__DIRECTIONS FOR THIS TASK__. Each entry that follows should be retyped in full and exactly.

- - - - - - -

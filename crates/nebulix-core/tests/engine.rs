use std::sync::Arc;
use std::sync::atomic::Ordering;
use std::time::Duration;

use nebulix_core::{Config, CoreError, QueryEngine};
use nebulix_query::error::DriverError;
use nebulix_query::mock::MockSessionManager;
use nebulix_query::pipeline::PipelineError;
use nebulix_query::{
    EngineError, ErrorKind, ParallelQueryTask, Params, Query, QueryEvent, QueryOptions,
    SessionManager,
};
use serde_json::json;

fn engine(config: &Config, sessions: &Arc<MockSessionManager>) -> QueryEngine {
    QueryEngine::from_config(config, Arc::clone(sessions) as Arc<dyn SessionManager>)
}

#[tokio::test]
async fn pipeline_result_cached_across_calls() {
    let sessions = Arc::new(MockSessionManager::new().with_echo());
    let engine = engine(&Config::default(), &sessions);

    let first = engine
        .execute("RETURN  1 ;", Params::new(), QueryOptions::default())
        .await
        .unwrap();
    let second = engine
        .execute("RETURN 1", Params::new(), QueryOptions::default())
        .await
        .unwrap();

    assert!(!first.metadata.from_cache);
    assert!(second.metadata.from_cache);
    assert_eq!(sessions.executions.load(Ordering::SeqCst), 1);
    assert_eq!(sessions.statements(), vec!["RETURN 1".to_owned()]);
    assert!(first.metadata.extra.contains_key("stageTimings"));

    let stats = engine.stats();
    assert_eq!(stats.pipeline.total_pipelines, 2);
    assert_eq!(stats.pipeline.successful_pipelines, 2);
    assert_eq!(stats.runner.total_queries, 1);
    assert_eq!(stats.runner.cache_misses, 1);
    assert_eq!(stats.runner.cache_hits, 1);
    assert_eq!(stats.runner.cache.sets, 1);
}

#[tokio::test]
async fn runner_cache_switch_governs_pipeline() {
    let sessions = Arc::new(MockSessionManager::new().with_echo());
    let mut config = Config::default();
    config.runner.enable_cache = false;
    let engine = engine(&config, &sessions);

    for _ in 0..2 {
        let result = engine
            .execute("RETURN 1", Params::new(), QueryOptions::default())
            .await
            .unwrap();
        assert!(!result.metadata.from_cache);
    }
    assert_eq!(sessions.executions.load(Ordering::SeqCst), 2);
    assert!(engine.runner().cache().is_empty());
}

#[tokio::test(start_paused = true)]
async fn outer_timeouts_hand_sessions_back() {
    let sessions = Arc::new(
        MockSessionManager::new()
            .with_echo()
            .with_delay(Duration::from_secs(10)),
    );
    let mut config = Config::default();
    config.pipeline.timeout_ms = 100;
    config.parallel.timeout_ms = 100;
    config.parallel.retry_failed_tasks = false;
    let engine = engine(&config, &sessions);

    let err = engine
        .execute("RETURN 1", Params::new(), QueryOptions::default())
        .await
        .unwrap_err();
    assert!(matches!(err, CoreError::Pipeline(PipelineError::Timeout(_))));

    let results = engine
        .run_parallel(vec![ParallelQueryTask::new("slow", "RETURN 2")])
        .await;
    assert!(!results[0].is_success());

    tokio::time::sleep(Duration::from_millis(1)).await;
    assert_eq!(sessions.acquired.load(Ordering::SeqCst), 2);
    assert_eq!(sessions.released.load(Ordering::SeqCst), 2);
}

#[tokio::test]
async fn pipeline_rejects_destructive_statement() {
    let sessions = Arc::new(MockSessionManager::new().with_echo());
    let engine = engine(&Config::default(), &sessions);

    let err = engine
        .execute("CLEAR SPACE", Params::new(), QueryOptions::default())
        .await
        .unwrap_err();

    assert!(matches!(err, CoreError::Pipeline(PipelineError::Stages(ref errs)) if errs.len() == 1));
    assert_eq!(sessions.executions.load(Ordering::SeqCst), 0);
}

#[tokio::test]
async fn default_space_reaches_sessions() {
    let sessions = Arc::new(MockSessionManager::new().with_echo());
    let mut config = Config::default();
    config.runner.default_space = Some("social".into());
    let engine = engine(&config, &sessions);

    let result = engine
        .run(&Query::new("MATCH (v) RETURN v LIMIT $n").param("n", 3))
        .await
        .unwrap();

    assert_eq!(sessions.spaces(), vec![Some("social".to_owned())]);
    assert_eq!(result.metadata.space.as_deref(), Some("social"));
    assert_eq!(result.data[0]["statement"], json!("MATCH (v) RETURN v LIMIT 3"));
}

#[tokio::test]
async fn events_published_to_subscribers() {
    let sessions = Arc::new(MockSessionManager::new().with_echo());
    let engine = engine(&Config::default(), &sessions);
    let mut rx = engine.subscribe();

    engine.run(&Query::new("RETURN 1")).await.unwrap();

    match rx.recv().await.unwrap() {
        QueryEvent::QueryCompleted {
            query, from_cache, ..
        } => {
            assert_eq!(query, "RETURN 1");
            assert!(!from_cache);
        }
        other => panic!("unexpected event: {other:?}"),
    }
}

#[tokio::test]
async fn breaker_opens_after_configured_failures() {
    let sessions = Arc::new(MockSessionManager::new().with_echo());
    sessions.fail_on("RETURN", DriverError::new(-1, "connection refused"));

    let mut config = Config::default();
    config.circuit_breaker.failure_threshold = 2;
    config.retry.max_retries = 0;
    config.cache.enabled = false;
    let engine = engine(&config, &sessions);

    for _ in 0..2 {
        let err = engine.run(&Query::new("RETURN 1")).await.unwrap_err();
        assert!(matches!(err, CoreError::Query(ref e) if e.kind == ErrorKind::Connection));
    }
    assert_eq!(sessions.invalidated.load(Ordering::SeqCst), 2);

    let err = engine.run(&Query::new("RETURN 1")).await.unwrap_err();
    let CoreError::Query(err) = err else {
        panic!("expected a query error");
    };
    assert_eq!(err.kind, ErrorKind::Connection);
    assert!(matches!(err.original_error(), EngineError::CircuitOpen));
    assert_eq!(sessions.executions.load(Ordering::SeqCst), 2);
}

#[tokio::test]
async fn batch_results_keep_input_order() {
    let sessions = Arc::new(MockSessionManager::new().with_echo());
    let mut config = Config::default();
    config.batch.batch_size = 2;
    let engine = engine(&config, &sessions);

    let queries: Vec<Query> = (0..5).map(|i| Query::new(format!("RETURN {i}"))).collect();
    let results = engine.run_batch(queries).await.unwrap();

    let statements: Vec<_> = results
        .iter()
        .map(|r| r.data[0]["statement"].clone())
        .collect();
    assert_eq!(
        statements,
        (0..5).map(|i| json!(format!("RETURN {i}"))).collect::<Vec<_>>()
    );
}

#[tokio::test]
async fn parallel_tasks_respect_dependencies() {
    let sessions = Arc::new(
        MockSessionManager::new()
            .with_echo()
            .with_delay(Duration::from_millis(5)),
    );
    let engine = engine(&Config::default(), &sessions);

    let results = engine
        .run_parallel(vec![
            ParallelQueryTask::new("schema", "CREATE TAG IF NOT EXISTS person(name string)"),
            ParallelQueryTask::new("load", "INSERT VERTEX person(name) VALUES \"p1\":(\"Ann\")")
                .depends_on("schema"),
            ParallelQueryTask::new("read", "FETCH PROP ON person \"p1\" YIELD vertex AS v")
                .depends_on("load"),
        ])
        .await;

    assert_eq!(results.len(), 3);
    assert!(results.iter().all(|r| r.is_success()));
    assert!(results[1].start_time >= results[0].end_time);
    assert!(results[2].start_time >= results[1].end_time);
    assert_eq!(engine.stats().parallel.completed_tasks, 3);
}

#[test]
fn stats_serialize_to_json() {
    let sessions = Arc::new(MockSessionManager::new());
    let engine = engine(&Config::default(), &sessions);
    let value = serde_json::to_value(engine.stats()).unwrap();
    for key in ["runner", "pipeline", "parallel"] {
        assert!(value.get(key).is_some(), "missing {key}");
    }
}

- - - - - - -

__RESPONSE TO THIS TASK__.
filename crates/nebulix-core/tests/engine.rs
use std::sync::Arc;
use std::sync::atomic::Ordering;
use std::time::Duration;

use nebulix_core::{Config, CoreError, QueryEngine};
use nebulix_query::error::DriverError;
use nebulix_query::mock::MockSessionManager;
use nebulix_query::pipeline::PipelineError;
use nebulix_query::{
    EngineError, ErrorKind, ParallelQueryTask, Params, Query, QueryEvent, QueryOptions,
    SessionManager,
};
use serde_json::json;

fn engine(config: &Config, sessions: &Arc<MockSessionManager>) -> QueryEngine {
    QueryEngine::from_config(config, Arc::clone(sessions) as Arc<dyn SessionManager>)
}

#[tokio::test]
async fn pipeline_result_cached_across_calls() {
    let sessions = Arc::new(MockSessionManager::new().with_echo());
    let engine = engine(&Config::default(), &sessions);

    let first = engine
        .execute("RETURN  1 ;", Params::new(), QueryOptions::default())
        .await
        .unwrap();
    let second = engine
        .execute("RETURN 1", Params::new(), QueryOptions::default())
        .await
        .unwrap();

    assert!(!first.metadata.from_cache);
    assert!(second.metadata.from_cache);
    assert_eq!(sessions.executions.load(Ordering::SeqCst), 1);
    assert_eq!(sessions.statements(), vec!["RETURN 1".to_owned()]);
    assert!(first.metadata.extra.contains_key("stageTimings"));

    let stats = engine.stats();
    assert_eq!(stats.pipeline.total_pipelines, 2);
    assert_eq!(stats.pipeline.successful_pipelines, 2);
    assert_eq!(stats.runner.total_queries, 1);
    assert_eq!(stats.runner.cache_misses, 1);
    assert_eq!(stats.runner.cache_hits, 1);
    assert_eq!(stats.runner.cache.sets, 1);
}

#[tokio::test]
async fn runner_cache_switch_governs_pipeline() {
    let sessions = Arc::new(MockSessionManager::new().with_echo());
    let mut config = Config::default();
    config.runner.enable_cache = false;
    let engine = engine(&config, &sessions);

    for _ in 0..2 {
        let result = engine
            .execute("RETURN 1", Params::new(), QueryOptions::default())
            .await
            .unwrap();
        assert!(!result.metadata.from_cache);
    }
    assert_eq!(sessions.executions.load(Ordering::SeqCst), 2);
    assert!(engine.runner().cache().is_empty());
}

#[tokio::test(start_paused = true)]
async fn outer_timeouts_hand_sessions_back() {
    let sessions = Arc::new(
        MockSessionManager::new()
            .with_echo()
            .with_delay(Duration::from_secs(10)),
    );
    let mut config = Config::default();
    config.pipeline.timeout_ms = 100;
    config.parallel.timeout_ms = 100;
    config.parallel.retry_failed_tasks = false;
    let engine = engine(&config, &sessions);

    let err = engine
        .execute("RETURN 1", Params::new(), QueryOptions::default())
        .await
        .unwrap_err();
    assert!(matches!(err, CoreError::Pipeline(PipelineError::Timeout(_))));

    let results = engine
        .run_parallel(vec![ParallelQueryTask::new("slow", "RETURN 2")])
        .await;
    assert!(!results[0].is_success());

    tokio::time::sleep(Duration::from_millis(1)).await;
    assert_eq!(sessions.acquired.load(Ordering::SeqCst), 2);
    assert_eq!(sessions.released.load(Ordering::SeqCst), 2);
}

#[tokio::test]
async fn pipeline_rejects_destructive_statement() {
    let sessions = Arc::new(MockSessionManager::new().with_echo());
    let engine = engine(&Config::default(), &sessions);

    let err = engine
        .execute("CLEAR SPACE", Params::new(), QueryOptions::default())
        .await
        .unwrap_err();

    assert!(matches!(err, CoreError::Pipeline(PipelineError::Stages(ref errs)) if errs.len() == 1));
    assert_eq!(sessions.executions.load(Ordering::SeqCst), 0);
}

#[tokio::test]
async fn default_space_reaches_sessions() {
    let sessions = Arc::new(MockSessionManager::new().with_echo());
    let mut config = Config::default();
    config.runner.default_space = Some("social".into());
    let engine = engine(&config, &sessions);

    let result = engine
        .run(&Query::new("MATCH (v) RETURN v LIMIT $n").param("n", 3))
        .await
        .unwrap();

    assert_eq!(sessions.spaces(), vec![Some("social".to_owned())]);
    assert_eq!(result.metadata.space.as_deref(), Some("social"));
    assert_eq!(result.data[0]["statement"], json!("MATCH (v) RETURN v LIMIT 3"));
}

#[tokio::test]
async fn events_published_to_subscribers() {
    let sessions = Arc::new(MockSessionManager::new().with_echo());
    let engine = engine(&Config::default(), &sessions);
    let mut rx = engine.subscribe();

    engine.run(&Query::new("RETURN 1")).await.unwrap();

    match rx.recv().await.unwrap() {
        QueryEvent::QueryCompleted {
            query, from_cache, ..
        } => {
            assert_eq!(query, "RETURN 1");
            assert!(!from_cache);
        }
        other => panic!("unexpected event: {other:?}"),
    }
}

#[tokio::test]
async fn breaker_opens_after_configured_failures() {
    let sessions = Arc::new(MockSessionManager::new().with_echo());
    sessions.fail_on("RETURN", DriverError::new(-1, "connection refused"));

    let mut config = Config::default();
    config.circuit_breaker.failure_threshold = 2;
    config.retry.max_retries = 0;
    config.cache.enabled = false;
    let engine = engine(&config, &sessions);

    for _ in 0..2 {
        let err = engine.run(&Query::new("RETURN 1")).await.unwrap_err();
        assert!(matches!(err, CoreError::Query(ref e) if e.kind == ErrorKind::Connection));
    }
    assert_eq!(sessions.invalidated.load(Ordering::SeqCst), 2);

    let err = engine.run(&Query::new("RETURN 1")).await.unwrap_err();
    let CoreError::Query(err) = err else {
        panic!("expected a query error");
    };
    assert_eq!(err.kind, ErrorKind::Connection);
    assert!(matches!(err.original_error(), EngineError::CircuitOpen));
    assert_eq!(sessions.executions.load(Ordering::SeqCst), 2);
}

#[tokio::test]
async fn batch_results_keep_input_order() {
    let sessions = Arc::new(MockSessionManager::new().with_echo());
    let mut config = Config::default();
    config.batch.batch_size = 2;
    let engine = engine(&config, &sessions);

    let queries: Vec<Query> = (0..5).map(|i| Query::new(format!("RETURN {i}"))).collect();
    let results = engine.run_batch(queries).await.unwrap();

    let statements: Vec<_> = results
        .iter()
        .map(|r| r.data[0]["statement"].clone())
        .collect();
    assert_eq!(
        statements,
        (0..5).map(|i| json!(format!("RETURN {i}"))).collect::<Vec<_>>()
    );
}

#[tokio::test]
async fn parallel_tasks_respect_dependencies() {
    let sessions = Arc::new(
        MockSessionManager::new()
            .with_echo()
            .with_delay(Duration::from_millis(5)),
    );
    let engine = engine(&Config::default(), &sessions);

    let results = engine
        .run_parallel(vec![
            ParallelQueryTask::new("schema", "CREATE TAG IF NOT EXISTS person(name string)"),
            ParallelQueryTask::new("load", "INSERT VERTEX person(name) VALUES \"p1\":(\"Ann\")")
                .depends_on("schema"),
            ParallelQueryTask::new("read", "FETCH PROP ON person \"p1\" YIELD vertex AS v")
                .depends_on("load"),
        ])
        .await;

    assert_eq!(results.len(), 3);
    assert!(results.iter().all(|r| r.is_success()));
    assert!(results[1].start_time >= results[0].end_time);
    assert!(results[2].start_time >= results[1].end_time);
    assert_eq!(engine.stats().parallel.completed_tasks, 3);
}

#[test]
fn stats_serialize_to_json() {
    let sessions = Arc::new(MockSessionManager::new());
    let engine = engine(&Config::default(), &sessions);
    let value = serde_json::to_value(engine.stats()).unwrap();
    for key in ["runner", "pipeline", "parallel"] {
        assert!(value.get(key).is_some(), "missing {key}");
    }
}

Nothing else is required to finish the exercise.